Is economics a science?

We're used to science types and sceptics taking on a certain kind of idea as 'woo'. Anything from astrology to crystal healing comes under this banner. Broadly there are two kinds of things that get categorized as woo. Some claim to be magic, pure and simple. But others pretend to be science. They hide behind lots of scientific terms (often the language of quantum theory, as the proponents of woo delight in the apparent fuzziness of quantum mechanics). But underneath it's still made up. They might use the terms of science. Sometimes they even use the tools of science from impressive graphs to impenetrable formulae. But they don't use the method of science. It's all a made up fantasy, dressed up as the real thing.

I've just read the stunning Economyths by David Orrell which points out something startling. Classical/neo-classical economics presents itself as a science - but actually it's woo. (Orrell doesn't say this literally, it's my interpretation.) Economics is a pretend science. Just like those who grab hold of the terms of quantum physics without understanding them, the founders of economics took the tools of science, but ignored scientific method. They wanted their ideology to be scientific, and assumed that by taking on the look of classical physics - laws, equilibria and such - that it was enough to make them scientific. But it wasn't.

It's worried me a long time that you can have such totally opposing views as Friedman and Keynes type approaches in what is supposedly a science. But now, thanks to Orrell's book, I can see this is simply because woo doesn't have to have a logical structure.

In the end, the scientific method is quite clear. Having formulated your hypothesis, you test it against experiment and/or observation. If the data contradicts the hypothesis, you have to either modify the hypothesis or discard it. Yet time after time, economics has failed to match reality. Still today economics students are taught about supply and demand curves. About a market that is stable, rational and efficient. It bears no relation to the real world.

I'm not saying you can't simplify. Most models are simplified compared to reality. But they still have to match observation. Instead, traditional economics has buried its head in the sand and pretended bubbles and spikes don't exist. They've pretended (sob) that traders always act rationally, rather than as an emotional herd of sheep. Most economic models don't even accept the existence of banks. It's pathetic.

Of course there are plenty of economists that go against the grain, who argue for taking a dynamic systems approach and for including an understanding of human behaviour in economics. But the fact remains that economics students are still taught the same baloney. It's as if we taught first year physics students the elemental theory of earth, air, fire and water. And that traditional economics approach is still very strong in banks and politics. Even after all that has happened. It's time for a change, and I really would recommend that every banker and politician be forced to read David Orrell's book.


  1. Hi Brian

    I definitely agree with the message of this book, and will have to read it. I’m glad these points are being made.

    Another book which covers similar ground in parts is Robert Skidelsky’s Keynes: The Return of the Master, published last year. It explains how undergraduates these days spend so much time learning the complicated maths that go with the models of classical economics, that they have no time left to question whether what they’re learning is actually useful/the best approach.

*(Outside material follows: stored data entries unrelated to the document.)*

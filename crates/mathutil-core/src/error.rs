//! Error type for reading numeric input.

use std::io;

/// Error type for mathutil.
///
/// The numeric routines themselves are total; every variant describes a
/// failure to obtain one of their inputs.
#[derive(Debug, thiserror::Error)]
pub enum MathError {
    /// A token could not be parsed as the expected kind of number.
    #[error("invalid input: expected {expected}, found {token:?}")]
    InvalidInput {
        /// Human-readable name of the expected kind ("integer", "number").
        expected: &'static str,
        /// The offending token.
        token: String,
    },

    /// Input ended before the value was read.
    #[error("unexpected end of input while reading {0}")]
    UnexpectedEof(&'static str),

    /// Reading from the input source failed.
    #[error("I/O error: {0}")]
    Io(#[from] io::Error),
}

impl MathError {
    /// Convenience constructor for a malformed token.
    #[must_use]
    pub fn invalid(expected: &'static str, token: impl Into<String>) -> Self {
        Self::InvalidInput {
            expected,
            token: token.into(),
        }
    }
}
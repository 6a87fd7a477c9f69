//! Shared constants.

/// Coefficient of the `ac` term in the discriminant `b² − 4ac`.
pub const DISCRIMINANT_FACTOR: f64 = 4.0;

/// Process exit codes.
pub mod exit_codes {
    /// Successful execution.
    pub const SUCCESS: i32 = 0;
    /// Generic error.
    pub const ERROR_GENERIC: i32 = 1;
    /// Malformed or missing numeric input.
    pub const ERROR_INPUT: i32 = 2;
    /// Reading standard input failed.
    pub const ERROR_IO: i32 = 3;
}

#[cfg(test)]
mod tests {
    use super::*;

    #[test]
    fn exit_codes_are_distinct() {
        let codes = [
            exit_codes::SUCCESS,
            exit_codes::ERROR_GENERIC,
            exit_codes::ERROR_INPUT,
            exit_codes::ERROR_IO,
        ];
        for (i, a) in codes.iter().enumerate() {
            for b in &codes[i + 1..] {
                assert_ne!(a, b);
            }
        }
    }
}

    It also shows how the number of worldwide recessions has massively increased since the ‘Efficient Market Hypothesis’ and neoliberalism, based on these classical models, started to dominate in the 1980s. Between 1945 and the 1970s, we just didn’t have the same problems.


  2. A science is just something which is studied.

    There is good science in "economics" - the real issue is "applied economic theory".

    For example, Adam Smith talks about "an invisible hand", that made it possible for British industrialists to sell manufactured goods to American colonialists at the lowest possible price. But the "invisible hand" that drove the "engine of trade" was the one that held the whip over the Jamaican slave's back.

    Historically, trade not based on slavery was usually limited to luxury goods - Greek honey for Israelite pitch for Phoenician purple dye. But Fascist Rome was fed on imported Egyptian wheat, and Imperial Britain was clothed in imported American cotton. Unsustainable in the long term - that is why Britain outlawed slavery BEFORE the US did.

    Adam Smith's basic theory of "supply and demand" is sound. It is the "application" of that theory that is so "Emperor's New Clothes".

  3. I think I would take issue with the subject that 'a science is just something which is studied.'

    There is no doubt that the original scientia just meant knowledge (which is arguably rather different from something that is studied), but in modern usage, you would presumably term English literature (for example) a science, which I'm not sure many in an English faculty would agree with (unless they want to avoid a cut in funding).